Computer Vision for
Retail Digitization.

A camera-first onboarding tool that turned a retailer's shelves into a published storefront.

First Startup

Co-founded with Dr. Eli Osherovich, Senior Applied Scientist at Amazon (Alexa Shopping / Amazon Go), now leading AI & infrastructure at Google. Bootstrapped with no external capital.

~150
Products / hour
onboarding target
3
Computer Vision
generations shipped
60M+
Unique SKUs
database
The Problem

The Onboarding Bottleneck

Physical retailers need an online presence but lack the technical skills. Manual product upload is the single largest barrier to eCommerce adoption.

Skill gap

Brick-and-mortar retailers lack in-house digital teams to photograph, categorize, and list products.

Manual upload cost

~3 minutes per product × 50 products = 2.5 hours per store before a single photograph is taken.

No frictionless path

No existing solution generated a complete product catalog from the camera alone.

System Design

Technical Architecture

A camera-first onboarding tool that turned any retailer's shelves into a published storefront with all essential eCommerce features built-in. A Progressive Web App over a WooCommerce-vendor backend, with a two-database split and a vision pipeline.

PWA topology

Camera, push, and offline capabilities without an app-store dependency, updates rolled out the moment a seller refreshed.

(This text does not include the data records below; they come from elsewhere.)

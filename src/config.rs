//! Configuration resolution for rechub
//!
//! Multi-tier priority:
//! 1. Command-line arguments (--port, --config, --demo)
//! 2. Environment variables (RECHUB_*)
//! 3. TOML configuration file
//! 4. Built-in defaults
//!
//! Upstream credentials are deployment secrets, so the environment tier
//! matters most for them; everything else usually lives in the TOML file.

use crate::error::{Error, Result};
use serde::Deserialize;
use std::path::{Path, PathBuf};

/// Default HTTP server port
pub const DEFAULT_PORT: u16 = 5780;

/// Service configuration loaded from TOML
#[derive(Debug, Clone, Deserialize)]
#[serde(default)]
pub struct TomlConfig {
    /// HTTP server port
    pub port: u16,

    /// Serve synthesized data when the request does not say otherwise
    pub demo_mode: bool,

    /// Page size requested from the upstreams when the caller omits one
    pub page_size: u32,

    /// Live upstream endpoints and credentials
    pub upstream: UpstreamConfig,

    /// Logging configuration
    pub logging: LoggingConfig,
}

impl Default for TomlConfig {
    fn default() -> Self {
        Self {
            port: DEFAULT_PORT,
            demo_mode: false,
            page_size: 30,
            upstream: UpstreamConfig::default(),
            logging: LoggingConfig::default(),
        }
    }
}

/// Upstream API endpoints and account credentials
#[derive(Debug, Clone, Default, Deserialize)]
#[serde(default)]
pub struct UpstreamConfig {
    /// Base URL of the recordings API
    pub api_base_url: String,

    /// Base URL of the token-issuing endpoint
    pub auth_base_url: String,

    /// Account the credentials belong to
    pub account_id: String,

    pub client_id: String,
    pub client_secret: String,
}

/// Logging configuration
#[derive(Debug, Clone, Deserialize)]
#[serde(default)]
pub struct LoggingConfig {
    /// Log level (trace, debug, info, warn, error)
    pub level: String,
}

impl Default for LoggingConfig {
    fn default() -> Self {
        Self {
            level: "info".to_string(),
        }
    }
}

impl TomlConfig {
    /// True when every field a live upstream fetch needs is set
    pub fn live_ready(&self) -> bool {
        let u = &self.upstream;
        [
            &u.api_base_url,
            &u.auth_base_url,
            &u.account_id,
            &u.client_id,
            &u.client_secret,
        ]
        .iter()
        .all(|value| !value.trim().is_empty())
    }

    /// Overlay RECHUB_* environment variables onto the file values
    fn apply_env(&mut self) {
        overlay(&mut self.upstream.api_base_url, "RECHUB_API_BASE_URL");
        overlay(&mut self.upstream.auth_base_url, "RECHUB_AUTH_BASE_URL");
        overlay(&mut self.upstream.account_id, "RECHUB_ACCOUNT_ID");
        overlay(&mut self.upstream.client_id, "RECHUB_CLIENT_ID");
        overlay(&mut self.upstream.client_secret, "RECHUB_CLIENT_SECRET");
    }
}

fn overlay(slot: &mut String, var: &str) {
    if let Ok(value) = std::env::var(var) {
        if !value.trim().is_empty() {
            *slot = value;
        }
    }
}

/// Default configuration file location (`~/.config/rechub/config.toml`)
pub fn default_config_path() -> PathBuf {
    dirs::config_dir()
        .map(|dir| dir.join("rechub").join("config.toml"))
        .unwrap_or_else(|| PathBuf::from("rechub.toml"))
}

/// Load configuration from `path`, or from the default location
///
/// A missing file is not an error: built-in defaults apply and the
/// environment tier can still fill in the upstream credentials. This runs
/// before tracing is initialized (the log filter comes from the loaded
/// config), so it stays quiet and the caller reports the outcome.
pub fn load(path: Option<&Path>) -> Result<TomlConfig> {
    let resolved = path
        .map(Path::to_path_buf)
        .unwrap_or_else(default_config_path);

    let mut config = if resolved.exists() {
        let content = std::fs::read_to_string(&resolved)
            .map_err(|e| Error::Config(format!("Read TOML failed: {}", e)))?;
        toml::from_str(&content).map_err(|e| Error::Config(format!("Parse TOML failed: {}", e)))?
    } else {
        TomlConfig::default()
    };

    config.apply_env();

    Ok(config)
}

#[cfg(test)]
mod tests {
    use super::*;

    #[test]
    fn defaults_apply_to_empty_toml() {
        let config: TomlConfig = toml::from_str("").unwrap();
        assert_eq!(config.port, DEFAULT_PORT);
        assert!(!config.demo_mode);
        assert_eq!(config.page_size, 30);
        assert_eq!(config.logging.level, "info");
        assert!(!config.live_ready());
    }

    #[test]
    fn full_toml_parses() {
        let config: TomlConfig = toml::from_str(
            r#"
            port = 8080
            demo_mode = true
            page_size = 100

            [upstream]
            api_base_url = "https://api.example.test/v2"
            auth_base_url = "https://auth.example.test"
            account_id = "acct_1"
            client_id = "cid"
            client_secret = "shh"

            [logging]
            level = "debug"
            "#,
        )
        .unwrap();

        assert_eq!(config.port, 8080);
        assert!(config.demo_mode);
        assert_eq!(config.page_size, 100);
        assert_eq!(config.upstream.account_id, "acct_1");
        assert_eq!(config.logging.level, "debug");
        assert!(config.live_ready());
    }

    #[test]
    fn partial_upstream_is_not_live_ready() {
        let config: TomlConfig = toml::from_str(
            r#"
            [upstream]
            api_base_url = "https://api.example.test/v2"
            client_id = "cid"
            "#,
        )
        .unwrap();
        assert!(!config.live_ready());
    }

    #[test]
    fn load_reads_file_when_present() {
        let dir = tempfile::tempdir().unwrap();
        let path = dir.path().join("config.toml");
        std::fs::write(&path, "port = 6001\n").unwrap();

        let config = load(Some(&path)).unwrap();
        assert_eq!(config.port, 6001);
    }

    #[test]
    fn load_falls_back_to_defaults_when_missing() {
        let dir = tempfile::tempdir().unwrap();
        let path = dir.path().join("nope.toml");

        let config = load(Some(&path)).unwrap();
        assert_eq!(config.port, DEFAULT_PORT);
    }

    #[test]
    fn malformed_toml_is_a_config_error() {
        let dir = tempfile::tempdir().unwrap();
        let path = dir.path().join("config.toml");
        std::fs::write(&path, "port = \"not a number\"").unwrap();

        let err = load(Some(&path)).unwrap_err();
        assert!(err.to_string().contains("Parse TOML failed"));
    }
}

  • RTL + Hebrew, Google Auto-Translate for the launch market
  • Push notifications, react-web-notification (orders, low-stock)
  • Analytics, Mixpanel events / GA4

Two-database model

One is shared across vendors, the other is private to each vendor.

  • Global Product Database, shared, canonical, retrieval-indexed (60M+ SKUs)
  • Store Product Database, vendor-scoped inventory, pricing, overrides
  • Integration, WC Marketplace REST API

Vision stack

The product replaced its Computer Vision front-end three times.

  • V1, ML Kit on-device barcode scanning + GPD lookup
  • V2, Vision-AI OCR + foundation-model background removal
  • V3, RAG retrieval over the GPD on video frames

Three Generations of Vision

Each version removed a layer of friction from the seller's upload workflow.

Version 1.0

Barcode → auto-upload

Barcode + Database
Version 1 flow Camera ML Kit barcode GPD lookup 60M+ SKUs Auto-fill WC publish
Scanner: Google ML Kit, on-device · zxing-cpp-emscripten fallback
Auto-fill: Global Product Database lookup per UPC / EAN
Inventory: bulk upload + per-product overrides
Target: store onboard + 30 products in < 1 hour
Version 2.0

Image recognition

Image + OCR
Version 2 flow Photo Vision OCR on-package text GPD enrich attributes · tags Vision cleanup bg removal WC
Input: single product photo from the camera
OCR: Vision AI text extraction from packaging
Generation: description, tags, categories, attributes
Cleanup: Foundation-model background removal
Target: store onboard + 50 products in < 1 hour
Version 3.0

Video + RAG over the GPD

Video + Retrieval
Version 3 flow Video pan across shelf Frame split N frames / sec RAG over GPD retrieval-grounded Draft batch multi-SKU WC
Input: video stream, frame-by-frame product recognition
Retrieval: dedicated RAG over Global Product Database
Attributes: enhanced extractor with synonym support
Fallback: single product photo from the camera
Target: store onboard + 150 products in < 1 hour
Traction

Traction & KPIs

Bootstrapped to $10K MRR within 6 months after 3 years of R&D.

~150
Products / hour onboarding target
$10K
MRR, from SMB customers (see Pivot)
6
Customers in production

Started like this:

Field testing the Seller App with end-users inside a retail location
Field testing · May 2022

End-user usability session

Daniel Manzela working with a retailer during in-store Seller App field testing
Field testing · May 2022

On-floor co-discovery

Ended like this:

Captured Session · Barcode Scanner

Barcode scanning workflow

Captured Session · Computer Vision

Background removal & image normalization

Pivot

Why We Pivoted

Human-in-the-loop

Retailers and their on-ground employees were not incentivized to perform the setup themselves. Onboarding stalled.

The discovery

Big-box retailers, operating eCom sites without local visibility, turned out to be the right buyer for a frictionless, automated, large-scale eCom-per-location setup.

The outcome

Pivoted from SMB self-service to enterprise frictionless solutions.

Retrospective

What I'd Do Differently

Despite building a technologically supreme product engineered by top minds from this field, our iterative feedback and hands-on high-touch approach revealed that brilliant tech isn't enough because "human-in-the-loop" was the single biggest problem and barrier to adoption.